Exercise details = Only the lines below from the one containing "using only read-only" to the one containing "an absent file)." should be repeated, both included and unchanged.

Stored data =
::::::
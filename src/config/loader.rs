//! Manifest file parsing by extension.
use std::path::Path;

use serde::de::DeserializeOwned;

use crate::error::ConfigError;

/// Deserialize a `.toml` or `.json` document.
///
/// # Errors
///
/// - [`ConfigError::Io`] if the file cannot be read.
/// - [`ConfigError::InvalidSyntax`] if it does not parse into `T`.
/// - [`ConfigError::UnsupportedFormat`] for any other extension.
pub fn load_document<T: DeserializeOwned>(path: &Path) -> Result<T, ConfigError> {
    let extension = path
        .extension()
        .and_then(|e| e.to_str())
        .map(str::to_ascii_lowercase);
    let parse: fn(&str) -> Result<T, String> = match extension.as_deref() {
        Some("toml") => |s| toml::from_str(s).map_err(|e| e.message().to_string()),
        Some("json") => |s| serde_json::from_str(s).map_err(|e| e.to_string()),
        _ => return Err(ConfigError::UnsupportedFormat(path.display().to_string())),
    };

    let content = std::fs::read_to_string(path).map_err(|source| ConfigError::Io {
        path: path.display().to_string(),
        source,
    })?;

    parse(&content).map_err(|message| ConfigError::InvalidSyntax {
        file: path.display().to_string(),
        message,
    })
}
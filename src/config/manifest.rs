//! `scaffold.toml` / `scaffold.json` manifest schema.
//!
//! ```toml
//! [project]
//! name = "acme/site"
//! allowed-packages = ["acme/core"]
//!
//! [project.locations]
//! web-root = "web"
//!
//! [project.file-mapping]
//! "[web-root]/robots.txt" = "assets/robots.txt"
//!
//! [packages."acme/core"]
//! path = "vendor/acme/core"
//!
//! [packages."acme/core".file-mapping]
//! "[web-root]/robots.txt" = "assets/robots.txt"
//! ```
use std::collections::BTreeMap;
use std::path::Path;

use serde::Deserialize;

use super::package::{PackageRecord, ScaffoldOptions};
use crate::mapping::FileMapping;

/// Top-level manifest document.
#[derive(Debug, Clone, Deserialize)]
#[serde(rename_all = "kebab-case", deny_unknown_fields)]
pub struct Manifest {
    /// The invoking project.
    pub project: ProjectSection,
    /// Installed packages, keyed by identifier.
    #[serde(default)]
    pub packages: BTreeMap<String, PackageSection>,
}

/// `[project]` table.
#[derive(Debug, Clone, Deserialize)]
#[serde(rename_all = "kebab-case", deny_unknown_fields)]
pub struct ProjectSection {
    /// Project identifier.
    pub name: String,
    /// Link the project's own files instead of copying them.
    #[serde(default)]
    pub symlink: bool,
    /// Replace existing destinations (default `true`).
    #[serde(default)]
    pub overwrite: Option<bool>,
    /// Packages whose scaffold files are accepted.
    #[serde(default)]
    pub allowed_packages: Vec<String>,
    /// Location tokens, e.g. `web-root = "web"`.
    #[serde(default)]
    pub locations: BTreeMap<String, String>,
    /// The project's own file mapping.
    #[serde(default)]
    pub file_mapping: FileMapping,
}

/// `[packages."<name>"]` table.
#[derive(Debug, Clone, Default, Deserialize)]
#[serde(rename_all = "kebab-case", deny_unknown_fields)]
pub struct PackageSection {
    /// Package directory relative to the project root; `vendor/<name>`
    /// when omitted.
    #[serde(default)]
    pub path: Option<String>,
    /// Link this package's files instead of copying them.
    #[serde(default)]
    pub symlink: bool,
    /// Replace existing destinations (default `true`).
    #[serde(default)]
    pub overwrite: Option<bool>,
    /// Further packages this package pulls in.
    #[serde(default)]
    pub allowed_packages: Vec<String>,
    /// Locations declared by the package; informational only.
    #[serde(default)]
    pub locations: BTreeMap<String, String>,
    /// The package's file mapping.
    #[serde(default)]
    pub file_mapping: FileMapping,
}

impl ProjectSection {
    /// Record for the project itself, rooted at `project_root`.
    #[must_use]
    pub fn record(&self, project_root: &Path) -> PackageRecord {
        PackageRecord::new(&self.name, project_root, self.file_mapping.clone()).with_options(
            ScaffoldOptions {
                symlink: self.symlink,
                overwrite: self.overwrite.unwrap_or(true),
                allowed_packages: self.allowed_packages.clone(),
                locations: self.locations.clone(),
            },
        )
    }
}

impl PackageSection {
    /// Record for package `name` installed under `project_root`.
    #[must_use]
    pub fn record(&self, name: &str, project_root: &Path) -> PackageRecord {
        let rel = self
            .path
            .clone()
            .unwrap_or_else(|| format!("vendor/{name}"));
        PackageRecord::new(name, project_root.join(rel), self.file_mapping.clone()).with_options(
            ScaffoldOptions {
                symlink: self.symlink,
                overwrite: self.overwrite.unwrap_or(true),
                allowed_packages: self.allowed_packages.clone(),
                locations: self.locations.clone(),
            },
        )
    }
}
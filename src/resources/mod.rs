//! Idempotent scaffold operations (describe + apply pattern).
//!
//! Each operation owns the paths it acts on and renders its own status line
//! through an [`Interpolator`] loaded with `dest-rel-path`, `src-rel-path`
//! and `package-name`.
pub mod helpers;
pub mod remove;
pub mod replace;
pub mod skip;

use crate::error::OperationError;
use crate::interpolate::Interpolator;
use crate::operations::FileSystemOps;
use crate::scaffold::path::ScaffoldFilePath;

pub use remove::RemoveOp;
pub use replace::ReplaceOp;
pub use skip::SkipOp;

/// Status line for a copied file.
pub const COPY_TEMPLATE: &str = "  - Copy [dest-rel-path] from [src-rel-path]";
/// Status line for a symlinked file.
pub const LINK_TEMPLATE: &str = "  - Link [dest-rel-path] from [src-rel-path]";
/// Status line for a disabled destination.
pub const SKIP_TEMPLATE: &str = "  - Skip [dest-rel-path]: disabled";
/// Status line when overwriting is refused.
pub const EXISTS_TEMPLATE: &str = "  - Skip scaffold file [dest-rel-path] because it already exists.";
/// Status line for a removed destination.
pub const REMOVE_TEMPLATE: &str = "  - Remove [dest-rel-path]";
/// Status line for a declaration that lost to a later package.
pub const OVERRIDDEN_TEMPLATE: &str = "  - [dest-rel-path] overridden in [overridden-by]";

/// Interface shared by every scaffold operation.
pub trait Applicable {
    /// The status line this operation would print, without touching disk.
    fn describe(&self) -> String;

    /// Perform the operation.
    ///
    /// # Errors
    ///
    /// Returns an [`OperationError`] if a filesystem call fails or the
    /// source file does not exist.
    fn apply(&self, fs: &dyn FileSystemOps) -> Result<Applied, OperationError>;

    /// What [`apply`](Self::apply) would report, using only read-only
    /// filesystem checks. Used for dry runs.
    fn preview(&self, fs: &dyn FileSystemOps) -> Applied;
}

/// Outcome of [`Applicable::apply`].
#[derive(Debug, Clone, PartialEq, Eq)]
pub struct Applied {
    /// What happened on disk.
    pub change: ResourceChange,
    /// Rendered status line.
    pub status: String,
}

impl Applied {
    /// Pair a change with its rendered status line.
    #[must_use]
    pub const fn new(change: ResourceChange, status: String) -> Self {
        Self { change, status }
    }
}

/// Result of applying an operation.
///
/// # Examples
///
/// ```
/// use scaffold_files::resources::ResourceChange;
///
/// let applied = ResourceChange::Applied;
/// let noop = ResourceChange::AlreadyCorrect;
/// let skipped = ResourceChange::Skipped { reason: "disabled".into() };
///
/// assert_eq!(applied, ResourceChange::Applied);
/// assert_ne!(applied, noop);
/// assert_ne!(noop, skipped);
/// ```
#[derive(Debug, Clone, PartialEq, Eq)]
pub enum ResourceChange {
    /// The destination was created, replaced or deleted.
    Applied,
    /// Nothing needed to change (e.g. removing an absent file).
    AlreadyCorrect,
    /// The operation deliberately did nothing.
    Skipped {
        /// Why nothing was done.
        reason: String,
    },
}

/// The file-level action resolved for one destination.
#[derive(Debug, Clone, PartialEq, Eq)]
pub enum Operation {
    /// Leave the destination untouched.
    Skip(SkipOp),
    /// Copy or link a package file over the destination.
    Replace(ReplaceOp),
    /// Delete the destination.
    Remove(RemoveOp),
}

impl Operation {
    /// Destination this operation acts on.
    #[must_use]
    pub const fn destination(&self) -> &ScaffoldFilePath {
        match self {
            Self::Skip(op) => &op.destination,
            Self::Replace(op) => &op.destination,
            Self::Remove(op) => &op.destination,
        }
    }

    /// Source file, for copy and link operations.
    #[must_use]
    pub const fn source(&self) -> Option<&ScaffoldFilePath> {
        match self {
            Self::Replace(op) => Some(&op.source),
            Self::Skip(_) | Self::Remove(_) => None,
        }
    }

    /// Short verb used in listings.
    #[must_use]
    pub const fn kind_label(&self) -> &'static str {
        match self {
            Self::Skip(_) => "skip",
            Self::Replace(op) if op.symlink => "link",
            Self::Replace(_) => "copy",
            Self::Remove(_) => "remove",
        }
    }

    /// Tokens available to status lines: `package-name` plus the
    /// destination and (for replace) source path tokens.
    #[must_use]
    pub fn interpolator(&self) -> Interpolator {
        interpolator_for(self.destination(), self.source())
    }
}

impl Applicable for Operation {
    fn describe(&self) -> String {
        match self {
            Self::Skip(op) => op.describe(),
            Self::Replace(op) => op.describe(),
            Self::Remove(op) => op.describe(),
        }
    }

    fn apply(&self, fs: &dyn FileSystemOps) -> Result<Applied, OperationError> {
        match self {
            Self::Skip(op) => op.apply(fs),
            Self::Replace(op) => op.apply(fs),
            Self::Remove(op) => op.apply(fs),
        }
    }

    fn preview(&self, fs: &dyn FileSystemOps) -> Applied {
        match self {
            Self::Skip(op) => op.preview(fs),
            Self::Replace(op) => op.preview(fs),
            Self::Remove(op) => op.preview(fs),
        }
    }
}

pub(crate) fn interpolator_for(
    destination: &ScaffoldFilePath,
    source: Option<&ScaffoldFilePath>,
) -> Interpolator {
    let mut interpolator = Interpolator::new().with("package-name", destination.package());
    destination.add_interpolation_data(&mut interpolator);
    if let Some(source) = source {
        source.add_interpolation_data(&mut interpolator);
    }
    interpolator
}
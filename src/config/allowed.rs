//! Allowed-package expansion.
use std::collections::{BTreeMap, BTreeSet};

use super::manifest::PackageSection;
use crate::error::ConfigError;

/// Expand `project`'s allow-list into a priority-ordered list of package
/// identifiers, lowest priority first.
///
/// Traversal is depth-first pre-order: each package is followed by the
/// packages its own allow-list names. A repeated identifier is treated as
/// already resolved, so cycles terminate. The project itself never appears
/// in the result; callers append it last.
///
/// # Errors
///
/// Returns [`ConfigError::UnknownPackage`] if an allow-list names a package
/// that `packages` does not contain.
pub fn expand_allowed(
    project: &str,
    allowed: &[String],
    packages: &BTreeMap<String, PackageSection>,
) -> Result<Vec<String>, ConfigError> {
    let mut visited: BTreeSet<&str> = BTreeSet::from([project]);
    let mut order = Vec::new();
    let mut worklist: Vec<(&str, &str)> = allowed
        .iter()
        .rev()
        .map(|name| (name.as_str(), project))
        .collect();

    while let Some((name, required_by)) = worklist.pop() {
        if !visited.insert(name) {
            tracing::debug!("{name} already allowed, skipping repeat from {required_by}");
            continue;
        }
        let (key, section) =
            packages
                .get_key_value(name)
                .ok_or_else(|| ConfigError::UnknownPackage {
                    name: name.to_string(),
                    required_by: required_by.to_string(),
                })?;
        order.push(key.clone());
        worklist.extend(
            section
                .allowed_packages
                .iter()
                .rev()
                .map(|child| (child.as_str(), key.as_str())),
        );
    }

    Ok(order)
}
::::::
Written response =
    /// What [`apply`](Self::apply) would report, using only read-only
    /// filesystem checks. Used for dry runs.
    fn preview(&self, fs: &dyn FileSystemOps) -> Applied;
}

/// Outcome of [`Applicable::apply`].
#[derive(Debug, Clone, PartialEq, Eq)]
pub struct Applied {
    /// What happened on disk.
    pub change: ResourceChange,
    /// Rendered status line.
    pub status: String,
}

impl Applied {
    /// Pair a change with its rendered status line.
    #[must_use]
    pub const fn new(change: ResourceChange, status: String) -> Self {
        Self { change, status }
    }
}

/// Result of applying an operation.
///
/// # Examples
///
/// ```
/// use scaffold_files::resources::ResourceChange;
///
/// let applied = ResourceChange::Applied;
/// let noop = ResourceChange::AlreadyCorrect;
/// let skipped = ResourceChange::Skipped { reason: "disabled".into() };
///
/// assert_eq!(applied, ResourceChange::Applied);
/// assert_ne!(applied, noop);
/// assert_ne!(noop, skipped);
/// ```
#[derive(Debug, Clone, PartialEq, Eq)]
pub enum ResourceChange {
    /// The destination was created, replaced or deleted.
    Applied,
    /// Nothing needed to change (e.g. removing an absent file).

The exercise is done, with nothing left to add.